▶ Activity: The required output is every record, written out exactly.

[[ Record extracts, beginning ]]

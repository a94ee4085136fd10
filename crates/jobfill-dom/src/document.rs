//! The document arena and its operations.

use std::collections::HashMap;
use std::sync::atomic::{AtomicU64, Ordering};

use jobfill_protocols::ElementHandle;
use tracing::debug;

use crate::dom_types::{BoundingBox, DomEvent, EventKind, ViewportInfo};
use crate::error::DomError;
use crate::node::{Element, Node, NodeData, NodeId};
use crate::parse::parse_nodes;
use crate::style::{cascade, ComputedStyle, UA_HIDDEN_TAGS};

/// Instance ids start at 1; 0 marks a handle that belongs to no document.
static NEXT_INSTANCE: AtomicU64 = AtomicU64::new(1);

const NOMINAL_WIDTH: f64 = 200.0;
const NOMINAL_HEIGHT: f64 = 24.0;

/// A parsed page with live form-control state.
#[derive(Debug)]
pub struct Document {
    instance_id: u64,
    nodes: Vec<Node>,
    viewport: ViewportInfo,
    layout: HashMap<NodeId, BoundingBox>,
    focused: Option<NodeId>,
    events: Vec<DomEvent>,
    unloaded: bool,
}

[[ Record extracts, end ]]

▶ Answer box:
repository a94ee4085136fd10
filename crates/jobfill-dom/src/document.rs
//! The document arena and its operations.

use std::collections::HashMap;
use std::sync::atomic::{AtomicU64, Ordering};

use jobfill_protocols::ElementHandle;
use tracing::debug;

use crate::dom_types::{BoundingBox, DomEvent, EventKind, ViewportInfo};
use crate::error::DomError;
use crate::node::{Element, Node, NodeData, NodeId};
use crate::parse::parse_nodes;
use crate::style::{cascade, ComputedStyle, UA_HIDDEN_TAGS};

/// Instance ids start at 1; 0 marks a handle that belongs to no document.
static NEXT_INSTANCE: AtomicU64 = AtomicU64::new(1);

const NOMINAL_WIDTH: f64 = 200.0;
const NOMINAL_HEIGHT: f64 = 24.0;

/// A parsed page with live form-control state.
#[derive(Debug)]
pub struct Document {
    instance_id: u64,
    nodes: Vec<Node>,
    viewport: ViewportInfo,
    layout: HashMap<NodeId, BoundingBox>,
    focused: Option<NodeId>,
    events: Vec<DomEvent>,
    unloaded: bool,
}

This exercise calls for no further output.